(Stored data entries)

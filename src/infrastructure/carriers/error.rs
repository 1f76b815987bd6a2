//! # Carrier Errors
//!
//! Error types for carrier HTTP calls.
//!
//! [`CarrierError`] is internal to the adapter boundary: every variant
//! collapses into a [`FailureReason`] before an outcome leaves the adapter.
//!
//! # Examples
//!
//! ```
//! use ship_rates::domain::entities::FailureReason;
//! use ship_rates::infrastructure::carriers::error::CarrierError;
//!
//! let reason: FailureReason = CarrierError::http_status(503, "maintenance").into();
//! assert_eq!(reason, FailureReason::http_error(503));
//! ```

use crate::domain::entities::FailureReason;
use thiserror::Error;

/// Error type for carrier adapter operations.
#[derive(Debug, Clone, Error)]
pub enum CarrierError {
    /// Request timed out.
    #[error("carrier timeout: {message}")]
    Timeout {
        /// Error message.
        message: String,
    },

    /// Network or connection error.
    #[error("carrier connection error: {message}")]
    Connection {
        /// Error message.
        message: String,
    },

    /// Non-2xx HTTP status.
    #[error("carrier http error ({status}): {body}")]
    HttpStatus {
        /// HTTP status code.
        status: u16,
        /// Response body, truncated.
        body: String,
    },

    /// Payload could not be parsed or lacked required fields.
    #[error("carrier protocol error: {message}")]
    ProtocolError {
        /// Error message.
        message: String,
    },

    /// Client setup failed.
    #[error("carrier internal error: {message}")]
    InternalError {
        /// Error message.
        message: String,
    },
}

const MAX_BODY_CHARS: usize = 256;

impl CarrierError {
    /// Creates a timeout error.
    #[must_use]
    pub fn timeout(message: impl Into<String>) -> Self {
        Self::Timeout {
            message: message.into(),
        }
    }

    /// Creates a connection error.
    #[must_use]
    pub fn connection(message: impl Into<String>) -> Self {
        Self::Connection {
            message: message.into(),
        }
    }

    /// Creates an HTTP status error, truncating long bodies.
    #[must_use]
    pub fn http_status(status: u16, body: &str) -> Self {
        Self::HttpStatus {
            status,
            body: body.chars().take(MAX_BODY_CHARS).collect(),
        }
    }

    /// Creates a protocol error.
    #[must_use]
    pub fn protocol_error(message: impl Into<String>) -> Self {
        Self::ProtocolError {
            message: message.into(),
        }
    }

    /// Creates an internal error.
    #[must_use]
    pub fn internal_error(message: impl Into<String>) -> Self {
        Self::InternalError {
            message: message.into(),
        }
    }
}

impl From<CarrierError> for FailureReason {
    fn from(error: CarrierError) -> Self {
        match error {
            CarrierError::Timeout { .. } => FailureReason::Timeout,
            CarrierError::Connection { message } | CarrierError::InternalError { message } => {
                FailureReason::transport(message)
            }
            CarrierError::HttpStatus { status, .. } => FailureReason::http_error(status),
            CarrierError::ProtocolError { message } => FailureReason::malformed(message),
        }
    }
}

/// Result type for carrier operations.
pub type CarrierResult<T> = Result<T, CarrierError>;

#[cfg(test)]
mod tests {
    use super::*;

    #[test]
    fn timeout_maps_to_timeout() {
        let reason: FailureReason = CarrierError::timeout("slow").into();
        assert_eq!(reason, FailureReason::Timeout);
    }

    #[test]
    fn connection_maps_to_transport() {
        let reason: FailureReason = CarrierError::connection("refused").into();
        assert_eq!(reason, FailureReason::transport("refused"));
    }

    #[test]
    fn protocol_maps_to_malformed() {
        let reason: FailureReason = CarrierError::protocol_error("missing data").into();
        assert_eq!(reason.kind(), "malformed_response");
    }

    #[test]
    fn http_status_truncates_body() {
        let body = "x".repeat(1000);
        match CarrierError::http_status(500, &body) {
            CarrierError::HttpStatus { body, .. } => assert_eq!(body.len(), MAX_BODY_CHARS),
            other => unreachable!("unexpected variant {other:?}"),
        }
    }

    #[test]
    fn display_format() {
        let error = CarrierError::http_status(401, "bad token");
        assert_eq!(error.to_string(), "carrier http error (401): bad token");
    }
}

--

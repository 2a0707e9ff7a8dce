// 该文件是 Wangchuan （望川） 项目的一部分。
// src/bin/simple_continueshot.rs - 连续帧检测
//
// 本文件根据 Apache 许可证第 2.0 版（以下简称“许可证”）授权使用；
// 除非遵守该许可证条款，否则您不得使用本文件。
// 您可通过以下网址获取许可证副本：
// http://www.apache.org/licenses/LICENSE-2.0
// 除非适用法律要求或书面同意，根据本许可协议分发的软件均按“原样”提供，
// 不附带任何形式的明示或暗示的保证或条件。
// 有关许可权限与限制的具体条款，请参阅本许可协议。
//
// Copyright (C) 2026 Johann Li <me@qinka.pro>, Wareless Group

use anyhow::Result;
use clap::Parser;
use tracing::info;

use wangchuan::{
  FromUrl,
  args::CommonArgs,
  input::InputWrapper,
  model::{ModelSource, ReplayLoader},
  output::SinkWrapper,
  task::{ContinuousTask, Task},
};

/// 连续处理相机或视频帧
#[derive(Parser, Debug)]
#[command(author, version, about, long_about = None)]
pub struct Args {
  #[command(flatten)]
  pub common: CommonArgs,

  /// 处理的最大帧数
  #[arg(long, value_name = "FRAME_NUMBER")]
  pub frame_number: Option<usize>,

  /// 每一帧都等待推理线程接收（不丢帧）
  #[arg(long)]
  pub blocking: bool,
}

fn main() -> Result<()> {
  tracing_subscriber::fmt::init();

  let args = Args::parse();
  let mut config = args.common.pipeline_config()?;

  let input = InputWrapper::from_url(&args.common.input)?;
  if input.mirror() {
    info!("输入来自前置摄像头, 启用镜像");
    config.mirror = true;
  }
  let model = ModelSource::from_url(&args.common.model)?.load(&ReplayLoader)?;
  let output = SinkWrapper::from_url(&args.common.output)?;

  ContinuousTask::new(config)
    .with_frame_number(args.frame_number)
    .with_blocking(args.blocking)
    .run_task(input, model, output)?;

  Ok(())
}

* _Work task_:
Make a copy of each line in the records that has the word "command".

* _Answer section_:
#[command(author, version, about, long_about = None)]
  #[command(flatten)]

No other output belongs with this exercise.